**** Records supplied

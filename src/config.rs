use crate::error::{AppError, Result};

pub const MODEL_PATH: &str = "artifacts/model.json";
pub const SCALER_PATH: &str = "artifacts/scaler.json";
pub const DATASET_PATH: &str = "Cardetails.csv";

/// Width of the encoded feature vector. Both artifacts must match it.
pub const FEATURE_COUNT: usize = 11;

/// Column names the artifacts were fitted against, in feature-vector order.
pub const FEATURE_COLUMNS: [&str; FEATURE_COUNT] = [
    "name",
    "year",
    "km_driven",
    "fuel",
    "seller_type",
    "transmission",
    "owner",
    "mileage",
    "engine",
    "max_power",
    "seats",
];

/// Year the condition heuristic measures age against.
pub const DEFAULT_CURRENT_YEAR: i32 = 2025;

/// Accepted CURRENT_YEAR values, inclusive.
pub const CURRENT_YEAR_RANGE: (i32, i32) = (input_ranges::YEAR.0, 9999);

/// Listings shown in a brand comparison.
pub const DEFAULT_COMPARISON_LIMIT: usize = 20;

/// Rows used for the comparison when the brand has no listings.
pub const FALLBACK_SAMPLE_SIZE: usize = 10;

/// Inclusive ranges accepted for numeric inputs, `(min, max)`.
pub mod input_ranges {
    pub const YEAR: (i32, i32) = (2000, 2025);
    pub const KM_DRIVEN: (u32, u32) = (10, 200_000);
    pub const MILEAGE: (f64, f64) = (10.0, 100.0);
    pub const ENGINE: (f64, f64) = (700.0, 5000.0);
    pub const MAX_POWER: (f64, f64) = (0.0, 500.0);
    pub const SEATS: (u8, u8) = (2, 10);
}

/// Cosmetic condition heuristic: `max(0, (HORIZON_YEARS - age) * PERCENT_PER_YEAR)`.
pub mod condition {
    pub const HORIZON_YEARS: i32 = 15;
    pub const PERCENT_PER_YEAR: i32 = 5;
}

#[derive(Debug, Clone)]
pub struct Config {
    pub model_path: String,
    pub scaler_path: String,
    pub dataset_path: String,
    pub log_level: String,
    /// Reference year for the condition metric (CURRENT_YEAR)
    pub current_year: i32,
    /// Max listings in the brand comparison (COMPARISON_LIMIT)
    pub comparison_limit: usize,
}

impl Config {
    pub fn from_env() -> Result<Self> {
        Ok(Self {
            model_path: std::env::var("MODEL_PATH").unwrap_or_else(|_| MODEL_PATH.to_string()),
            scaler_path: std::env::var("SCALER_PATH")
                .unwrap_or_else(|_| SCALER_PATH.to_string()),
            dataset_path: std::env::var("DATASET_PATH")
                .unwrap_or_else(|_| DATASET_PATH.to_string()),
            log_level: std::env::var("LOG_LEVEL").unwrap_or_else(|_| "info".to_string()),
            current_year: match std::env::var("CURRENT_YEAR") {
                Ok(raw) => parse_current_year(&raw)?,
                Err(_) => DEFAULT_CURRENT_YEAR,
            },
            comparison_limit: std::env::var("COMPARISON_LIMIT")
                .unwrap_or_else(|_| DEFAULT_COMPARISON_LIMIT.to_string())
                .parse::<usize>()
                .unwrap_or(DEFAULT_COMPARISON_LIMIT),
        })
    }
}

/// Parse the condition reference year. It must be a plain integer year no
/// earlier than the oldest accepted model year.
pub fn parse_current_year(raw: &str) -> Result<i32> {
    let (min, max) = CURRENT_YEAR_RANGE;
    match raw.trim().parse::<i32>() {
        Ok(year) if (min..=max).contains(&year) => Ok(year),
        _ => Err(AppError::Config(format!(
            "CURRENT_YEAR must be an integer year in {min}..={max}, got {raw:?}"
        ))),
    }
}

impl Default for Config {
    fn default() -> Self {
        Self {
            model_path: MODEL_PATH.to_string(),
            scaler_path: SCALER_PATH.to_string(),
            dataset_path: DATASET_PATH.to_string(),
            log_level: "info".to_string(),
            current_year: DEFAULT_CURRENT_YEAR,
            comparison_limit: DEFAULT_COMPARISON_LIMIT,
        }
    }
}
//! Pre-fitted artifacts produced by the offline training run.
//!
//! Both artifacts are JSON documents carrying `f64` arrays exactly
//! `FEATURE_COUNT` wide, plus an optional `features` list naming the columns
//! they were fitted on. The list is checked against `FEATURE_COLUMNS` so a
//! reordered training frame fails at load time instead of skewing prices.

pub mod regression;
pub mod scaler;

pub use regression::LinearModel;
pub use scaler::StandardScaler;

use std::path::Path;

use serde::de::DeserializeOwned;
use tracing::warn;

use crate::config::{FEATURE_COLUMNS, FEATURE_COUNT};
use crate::error::{AppError, Result};

/// Read and parse an artifact file. Every failure becomes `ArtifactLoad`.
fn read_artifact<T: DeserializeOwned>(path: &Path) -> Result<T> {
    let text = std::fs::read_to_string(path).map_err(|e| {
        AppError::ArtifactLoad(format!("failed to read {}: {e}", path.display()))
    })?;
    parse_artifact(&text, &path.display().to_string())
}

fn parse_artifact<T: DeserializeOwned>(text: &str, origin: &str) -> Result<T> {
    serde_json::from_str(text)
        .map_err(|e| AppError::ArtifactLoad(format!("failed to parse {origin}: {e}")))
}

/// Compare the artifact's column names with the builder's order.
fn check_schema(artifact: &str, features: Option<&[String]>) -> Result<()> {
    let Some(features) = features else {
        warn!(artifact, "artifact has no feature schema; only its width is checked");
        return Ok(());
    };
    if features.len() != FEATURE_COUNT {
        return Err(AppError::ArtifactLoad(format!(
            "{artifact}: schema lists {} features, expected {FEATURE_COUNT}",
            features.len()
        )));
    }
    for (i, (got, want)) in features.iter().zip(FEATURE_COLUMNS.iter()).enumerate() {
        if got != want {
            return Err(AppError::ArtifactLoad(format!(
                "{artifact}: column {i} is {got:?}, expected {want:?}"
            )));
        }
    }
    Ok(())
}

/// Convert a parsed array into a fixed-width column array, rejecting wrong
/// widths and non-finite values.
fn to_columns(artifact: &str, name: &str, values: Vec<f64>) -> Result<[f64; FEATURE_COUNT]> {
    let len = values.len();
    let columns: [f64; FEATURE_COUNT] = values.try_into().map_err(|_| {
        AppError::ArtifactLoad(format!(
            "{artifact}: {name} has {len} values, expected {FEATURE_COUNT}"
        ))
    })?;
    if let Some(i) = columns.iter().position(|v| !v.is_finite()) {
        return Err(AppError::ArtifactLoad(format!(
            "{artifact}: {name}[{i}] is not finite"
        )));
    }
    Ok(columns)
}

#[cfg(test)]
pub(crate) mod fixtures {
    use crate::config::FEATURE_COLUMNS;

    pub fn schema_json() -> String {
        serde_json::to_string(&FEATURE_COLUMNS).unwrap()
    }

    /// Identity scaler: mean 0, scale 1 on every column.
    pub fn identity_scaler_json() -> String {
        format!(
            r#"{{"features": {}, "mean": [0,0,0,0,0,0,0,0,0,0,0], "scale": [1,1,1,1,1,1,1,1,1,1,1]}}"#,
            schema_json()
        )
    }

    /// Price = 100 * year - 200000, everything else ignored.
    pub fn year_only_model_json() -> String {
        format!(
            r#"{{"kind": "ridge", "features": {}, "coefficients": [0,100,0,0,0,0,0,0,0,0,0], "intercept": -200000}}"#,
            schema_json()
        )
    }
}
use std::path::Path;

use crate::config::Config;
use crate::error::Result;
use crate::features::FeatureVector;
use crate::insight;
use crate::model::{LinearModel, StandardScaler};
use crate::types::{CarForm, PredictionResult, RawCarInput};

/// Owns the loaded artifacts. Immutable after construction, so one instance
/// can serve any number of callers by shared reference.
#[derive(Debug, Clone)]
pub struct PricePredictor {
    model: LinearModel,
    scaler: StandardScaler,
    current_year: i32,
}

impl PricePredictor {
    pub fn new(model: LinearModel, scaler: StandardScaler, current_year: i32) -> Self {
        Self {
            model,
            scaler,
            current_year,
        }
    }

    /// Load both artifacts named by the config. Fails before any request is
    /// served if either is missing or malformed.
    pub fn load(cfg: &Config) -> Result<Self> {
        Self::load_from_paths(&cfg.model_path, &cfg.scaler_path, cfg.current_year)
    }

    pub fn load_from_paths(
        model_path: impl AsRef<Path>,
        scaler_path: impl AsRef<Path>,
        current_year: i32,
    ) -> Result<Self> {
        let scaler = StandardScaler::load(scaler_path)?;
        let model = LinearModel::load(model_path)?;
        Ok(Self::new(model, scaler, current_year))
    }

    pub fn current_year(&self) -> i32 {
        self.current_year
    }

    /// Raw model output for one request.
    pub fn predict(&self, input: &RawCarInput) -> Result<f64> {
        input.validate()?;
        let features = FeatureVector::build(input);
        let scaled = self.scaler.transform(&features);
        Ok(self.model.predict(&scaled))
    }

    /// Price plus the derived display metrics.
    pub fn evaluate(&self, input: &RawCarInput) -> Result<PredictionResult> {
        let price = self.predict(input)?;
        let insights = insight::derive(price, input.km_driven, input.year, self.current_year);
        Ok(PredictionResult {
            price,
            price_per_km: insights.price_per_km,
            condition_percent: insights.condition_percent,
        })
    }

    /// Entry point for front ends: parse, validate, predict.
    ///
    /// Errors with `UnknownCategory` for a categorical value outside the
    /// tables and `Validation` for a numeric field out of range.
    pub fn predict_price(&self, form: &CarForm) -> Result<PredictionResult> {
        let input = RawCarInput::from_form(form)?;
        self.evaluate(&input)
    }
}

********

## About this exercise
If a line in the listing has "info" in it, report that line.

## Answer to this task
            log_level: std::env::var("LOG_LEVEL").unwrap_or_else(|_| "info".to_string()),
            log_level: "info".to_string(),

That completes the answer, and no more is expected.